In shoe materials there is at present an astonishing diversity and variety. Every known leather is used from kid to cowhide, and textile fabrics have developed rapidly, especially in the making of women’s and children’s shoes. The satins, velvets, serges, and other fabrics that are used in the manufacture of shoes must be firm and well woven, and are usually supplied with a backing of firm, canvas-like fabric, to give strength.
As to wearing quality the old saying, “There is nothing like leather,” still holds good; but people do not buy shoes for their wearing qualities alone in these days. Style and intrinsic beauty are considered, and have a cash value just as in any other article of apparel.

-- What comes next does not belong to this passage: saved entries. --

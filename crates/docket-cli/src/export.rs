//! JSON export of a processed document.

use crate::error::{CliError, Result};
use docket_domain::{EntityMapping, ProcessedDocument, SummaryRecord};
use docket_extractor::normalize_mention;
use serde::ser::SerializeMap;
use serde::{Serialize, Serializer};
use std::collections::HashSet;
use std::fs;
use std::path::{Path, PathBuf};
use tracing::info;

/// The exported document: source filename, summary and raw entities.
#[derive(Debug, Serialize)]
pub struct ExportDocument<'a> {
    /// Original file name
    pub filename: String,

    /// Structured summary
    pub summary: &'a SummaryRecord,

    /// Normalized mentions per category
    pub entities: EntitySection,
}

impl<'a> ExportDocument<'a> {
    /// Build the export for a document read from `source`.
    pub fn new(source: &Path, document: &'a ProcessedDocument) -> Self {
        let filename = source
            .file_name()
            .map(|n| n.to_string_lossy().into_owned())
            .unwrap_or_default();

        Self {
            filename,
            summary: document.summary(),
            entities: EntitySection::from_mapping(document.entities()),
        }
    }

    /// Pretty-printed JSON.
    pub fn to_json(&self) -> Result<String> {
        Ok(serde_json::to_string_pretty(self)?)
    }
}

/// Category → mentions, normalized and deduplicated, in document order.
#[derive(Debug, Clone, Default, PartialEq, Eq)]
pub struct EntitySection(Vec<(String, Vec<String>)>);

impl EntitySection {
    /// Normalize every category of a mapping.
    pub fn from_mapping(entities: &EntityMapping) -> Self {
        let groups = entities
            .iter()
            .map(|(category, group)| {
                let mut seen = HashSet::new();
                let mentions = group
                    .iter()
                    .filter_map(|e| normalize_mention(e.text()))
                    .filter(|m| seen.insert(m.clone()))
                    .collect();
                (category.as_str().to_string(), mentions)
            })
            .collect();
        Self(groups)
    }

    /// Mentions of one category.
    pub fn get(&self, category: &str) -> Option<&[String]> {
        self.0
            .iter()
            .find(|(c, _)| c == category)
            .map(|(_, mentions)| mentions.as_slice())
    }

    /// Iterate categories with their mentions.
    pub fn iter(&self) -> impl Iterator<Item = (&str, &[String])> {
        self.0.iter().map(|(c, m)| (c.as_str(), m.as_slice()))
    }
}

impl Serialize for EntitySection {
    fn serialize<S: Serializer>(&self, serializer: S) -> std::result::Result<S::Ok, S::Error> {
        let mut map = serializer.serialize_map(Some(self.0.len()))?;
        for (category, mentions) in &self.0 {
            map.serialize_entry(category, mentions)?;
        }
        map.end()
    }
}

/// Path of the export for `source` inside `output_dir`.
pub fn export_path(output_dir: &Path, source: &Path) -> Result<PathBuf> {
    let stem = source
        .file_stem()
        .and_then(|s| s.to_str())
        .filter(|s| !s.is_empty())
        .ok_or_else(|| CliError::Input(format!("No file stem in {}", source.display())))?;
    Ok(output_dir.join(format!("{}_entities.json", stem)))
}

/// Write the export, creating the output directory as needed.
pub fn write_export(output_dir: &Path, export: &ExportDocument<'_>, source: &Path) -> Result<PathBuf> {
    let path = export_path(output_dir, source)?;
    fs::create_dir_all(output_dir)?;
    fs::write(&path, export.to_json()?)?;
    info!("Wrote {}", path.display());
    Ok(path)
}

Each fabric is made of two sets of threadlike yarn woven at right angles to each other. They are called the warp and filling (weft). The warp is composed of yarn running the longest way of the fabric, and filling runs the short way of the fabric. Since the warp is the body of the cloth, it is its strongest part and all fabric in shoes should be placed warpwise across the foot of the wearer, so as to be able to resist the great strain.

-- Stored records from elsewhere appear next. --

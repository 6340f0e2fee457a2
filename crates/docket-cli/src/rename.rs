//! Renaming documents in place.

use crate::error::{CliError, Result};
use std::fs;
use std::path::{Path, PathBuf};
use tracing::info;

/// Rename `path` to `new_name` within its directory.
///
/// Never overwrites an existing file. Renaming a file to its current name
/// is a no-op.
pub fn rename_document(path: &Path, new_name: &str) -> Result<PathBuf> {
    let target = match path.parent() {
        Some(dir) => dir.join(new_name),
        None => PathBuf::from(new_name),
    };

    if target == path {
        return Ok(target);
    }
    if target.exists() {
        return Err(CliError::Rename(format!(
            "{} already exists",
            target.display()
        )));
    }

    fs::rename(path, &target).map_err(|e| {
        CliError::Rename(format!(
            "{} -> {}: {}",
            path.display(),
            target.display(),
            e
        ))
    })?;

    info!("Renamed {} to {}", path.display(), target.display());
    Ok(target)
}

#[cfg(test)]
mod tests {
    use super::*;
    use tempfile::TempDir;

    #[test]
    fn test_rename_in_same_directory() {
        let dir = TempDir::new().unwrap();
        let original = dir.path().join("scan001.pdf");
        fs::write(&original, "x").unwrap();

        let renamed =
            rename_document(&original, "Jane Roe - Motion - Legal - 2022-07-01.pdf").unwrap();
        assert_eq!(renamed.parent(), Some(dir.path()));
        assert!(renamed.is_file());
        assert!(!original.exists());
    }

    #[test]
    fn test_refuses_to_overwrite() {
        let dir = TempDir::new().unwrap();
        let original = dir.path().join("a.txt");
        let existing = dir.path().join("b.txt");
        fs::write(&original, "a").unwrap();
        fs::write(&existing, "b").unwrap();

        let result = rename_document(&original, "b.txt");
        assert!(matches!(result, Err(CliError::Rename(_))));
        assert_eq!(fs::read_to_string(&existing).unwrap(), "b");
        assert!(original.exists());
    }

    #[test]
    fn test_same_name_is_noop() {
        let dir = TempDir::new().unwrap();
        let original = dir.path().join("a.txt");
        fs::write(&original, "a").unwrap();

        assert_eq!(rename_document(&original, "a.txt").unwrap(), original);
    }
}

Various attempts have been made for legislation to prohibit the treating of leather by chemicals or the use of substances to increase its weight. Complaints have been made by a number of shoe manufacturers that the excessive use of glucose (a form of sugar) in sole leather has resulted in injuring the leather and fabrics composing the uppers of shoes.

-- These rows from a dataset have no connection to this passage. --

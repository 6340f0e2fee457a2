//! Ollama Provider Implementation
//!
//! Runs entity extraction against a local Ollama model so document text never
//! leaves the machine.
//!
//! # Features
//!
//! - Async HTTP communication with the Ollama generate API
//! - JSON mode for structured replies
//! - Retry with exponential backoff
//! - Request timeout
//!
//! # Examples
//!
//! ```no_run
//! use docket_llm::OllamaProvider;
//!
//! let provider = OllamaProvider::new("http://localhost:11434", "llama3")
//!     .with_max_retries(2);
//! ```

use crate::LlmError;
use docket_domain::traits::LlmProvider as LlmProviderTrait;
use serde::{Deserialize, Serialize};
use std::time::Duration;
use tracing::{debug, warn};

/// Default Ollama API endpoint
pub const DEFAULT_ENDPOINT: &str = "http://localhost:11434";

/// Default model used for entity extraction
pub const DEFAULT_MODEL: &str = "llama3";

/// Default timeout for a single HTTP request (30 seconds)
pub const DEFAULT_TIMEOUT_SECS: u64 = 30;

/// Default number of attempts per generation
pub const DEFAULT_MAX_RETRIES: u32 = 3;

/// Ollama API provider for local LLM inference
pub struct OllamaProvider {
    endpoint: String,
    model: String,
    client: reqwest::Client,
    max_retries: u32,
}

/// Request body for Ollama generate API
#[derive(Serialize)]
struct OllamaGenerateRequest<'a> {
    model: &'a str,
    prompt: &'a str,
    stream: bool,
    #[serde(skip_serializing_if = "Option::is_none")]
    format: Option<&'a str>,
    options: OllamaOptions,
}

/// Sampling options; extraction wants repeatable output
#[derive(Serialize)]
struct OllamaOptions {
    temperature: f32,
}

/// Response from Ollama generate API
#[derive(Deserialize)]
struct OllamaGenerateResponse {
    response: String,
}

impl OllamaProvider {
    /// Create a new Ollama provider
    ///
    /// # Parameters
    ///
    /// - `endpoint`: Ollama API endpoint (e.g., "http://localhost:11434")
    /// - `model`: Model to use (e.g., "llama3", "mistral")
    pub fn new(endpoint: impl Into<String>, model: impl Into<String>) -> Self {
        Self {
            endpoint: endpoint.into().trim_end_matches('/').to_string(),
            model: model.into(),
            client: build_client(Duration::from_secs(DEFAULT_TIMEOUT_SECS)),
            max_retries: DEFAULT_MAX_RETRIES,
        }
    }

    /// Create a provider on `http://localhost:11434`
    pub fn default_endpoint(model: impl Into<String>) -> Self {
        Self::new(DEFAULT_ENDPOINT, model)
    }

    /// Set the maximum number of attempts (at least one is always made)
    pub fn with_max_retries(mut self, max_retries: u32) -> Self {
        self.max_retries = max_retries.max(1);
        self
    }

    /// Set the per-request HTTP timeout
    pub fn with_timeout(mut self, timeout: Duration) -> Self {
        self.client = build_client(timeout);
        self
    }

    /// Model name
    pub fn model(&self) -> &str {
        &self.model
    }

    async fn request(&self, prompt: &str, format: Option<&str>) -> Result<String, LlmError> {
        let url = format!("{}/api/generate", self.endpoint);

        let request_body = OllamaGenerateRequest {
            model: &self.model,
            prompt,
            stream: false,
            format,
            options: OllamaOptions { temperature: 0.0 },
        };

        let mut attempts = 0;
        let mut last_error = None;

        while attempts < self.max_retries {
            debug!("Ollama request attempt {} to {}", attempts + 1, url);

            match self.client.post(&url).json(&request_body).send().await {
                Ok(response) => {
                    if response.status().is_success() {
                        return response
                            .json::<OllamaGenerateResponse>()
                            .await
                            .map(|r| r.response)
                            .map_err(|e| {
                                LlmError::InvalidResponse(format!("Failed to parse response: {}", e))
                            });
                    } else if response.status() == reqwest::StatusCode::NOT_FOUND {
                        return Err(LlmError::ModelNotAvailable(self.model.clone()));
                    } else {
                        let status = response.status();
                        let error_text = response
                            .text()
                            .await
                            .unwrap_or_else(|_| "Unknown error".to_string());
                        last_error = Some(LlmError::Communication(format!(
                            "HTTP {}: {}",
                            status, error_text
                        )));
                    }
                }
                Err(e) => {
                    last_error = Some(LlmError::Communication(format!("Request failed: {}", e)));
                }
            }

            attempts += 1;
            if attempts < self.max_retries {
                // Exponential backoff: 1s, 2s, 4s, etc.
                let delay = Duration::from_secs(2u64.pow(attempts - 1));
                warn!("Ollama request failed, retrying in {:?}", delay);
                tokio::time::sleep(delay).await;
            }
        }

        Err(last_error
            .unwrap_or_else(|| LlmError::Communication("Max retries exceeded".to_string())))
    }

    /// Run a request to completion from synchronous code
    fn block_on_request(&self, prompt: &str, format: Option<&str>) -> Result<String, LlmError> {
        match tokio::runtime::Handle::try_current() {
            // Called from a blocking task of an existing runtime
            Ok(handle) => handle.block_on(self.request(prompt, format)),
            Err(_) => tokio::runtime::Builder::new_current_thread()
                .enable_all()
                .build()
                .map_err(|e| LlmError::Other(format!("Failed to start runtime: {}", e)))?
                .block_on(self.request(prompt, format)),
        }
    }
}

fn build_client(timeout: Duration) -> reqwest::Client {
    reqwest::Client::builder()
        .timeout(timeout)
        .build()
        .unwrap_or_else(|_| reqwest::Client::new())
}

impl LlmProviderTrait for OllamaProvider {
    type Error = LlmError;

    fn generate(&self, prompt: &str) -> Result<String, Self::Error> {
        self.block_on_request(prompt, None)
    }

    fn generate_structured(&self, prompt: &str, _schema: &str) -> Result<String, Self::Error> {
        self.block_on_request(prompt, Some("json"))
    }
}

#[cfg(test)]
mod tests {
    use super::*;

    #[test]
    fn test_ollama_provider_creation() {
        let provider = OllamaProvider::new("http://localhost:11434/", "llama3");
        assert_eq!(provider.endpoint, "http://localhost:11434");
        assert_eq!(provider.model(), "llama3");
        assert_eq!(provider.max_retries, DEFAULT_MAX_RETRIES);
    }

    #[test]
    fn test_ollama_provider_default_endpoint() {
        let provider = OllamaProvider::default_endpoint("mistral");
        assert_eq!(provider.endpoint, DEFAULT_ENDPOINT);
        assert_eq!(provider.model(), "mistral");
    }

    #[test]
    fn test_max_retries_has_floor() {
        let provider = OllamaProvider::default_endpoint(DEFAULT_MODEL).with_max_retries(0);
        assert_eq!(provider.max_retries, 1);
    }

    #[test]
    fn test_request_serializes_json_mode() {
        let body = OllamaGenerateRequest {
            model: "llama3",
            prompt: "p",
            stream: false,
            format: Some("json"),
            options: OllamaOptions { temperature: 0.0 },
        };
        let json = serde_json::to_value(&body).unwrap();
        assert_eq!(json["format"], "json");
        assert_eq!(json["stream"], false);
    }

    // Integration tests (requires running Ollama)
    #[test]
    #[ignore]
    fn test_ollama_generate_integration() {
        let provider = OllamaProvider::default_endpoint(DEFAULT_MODEL);
        let result = provider.generate_structured("Return {\"ok\": true}", "{}");

        if let Ok(response) = result {
            assert!(!response.is_empty());
        }
    }

    #[test]
    fn test_ollama_error_handling() {
        // Port 9 (discard) is never an Ollama endpoint
        let provider = OllamaProvider::new("http://127.0.0.1:9", DEFAULT_MODEL)
            .with_max_retries(1)
            .with_timeout(Duration::from_secs(2));

        let result = provider.generate("test");
        assert!(matches!(result, Err(LlmError::Communication(_))));
    }
}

Representatives of large leather firms claim that the methods of tanning sole leather have radically changed during the last few years, and that the small quantity of glucose and epsom salts that is used to-day in finishing sole leather is absolutely necessary to its value, and is in no sense an adulterant or weighting material. Shoe manufacturers, on the other hand, claim that in some cases larger amounts of glucose, salt, etc., have been added to the soft leather from the belly of the animal, in order to give it the desired stiffness. On account of the high price of leather, various attempts have been made to find a substitute for it. Most of these substitutes consist of strong cloth treated with some drying oil like linseed, the oil having previously been mixed with other solid substances.
A prize of five thousand francs has been awarded to a Belgian inventor, Louis Gevaert, for his unusually superior artificial leather. The process consists in the more or less intimate impregnation of stout cloth with tannic albuminoid substances. Shoes made of this are said to possess not only the resistance and elasticity of natural leather, but its durability of wear. Moreover, they are much cheaper, costing, including manufacture, only four francs (about eighty cents) and being sold at about six francs per pair.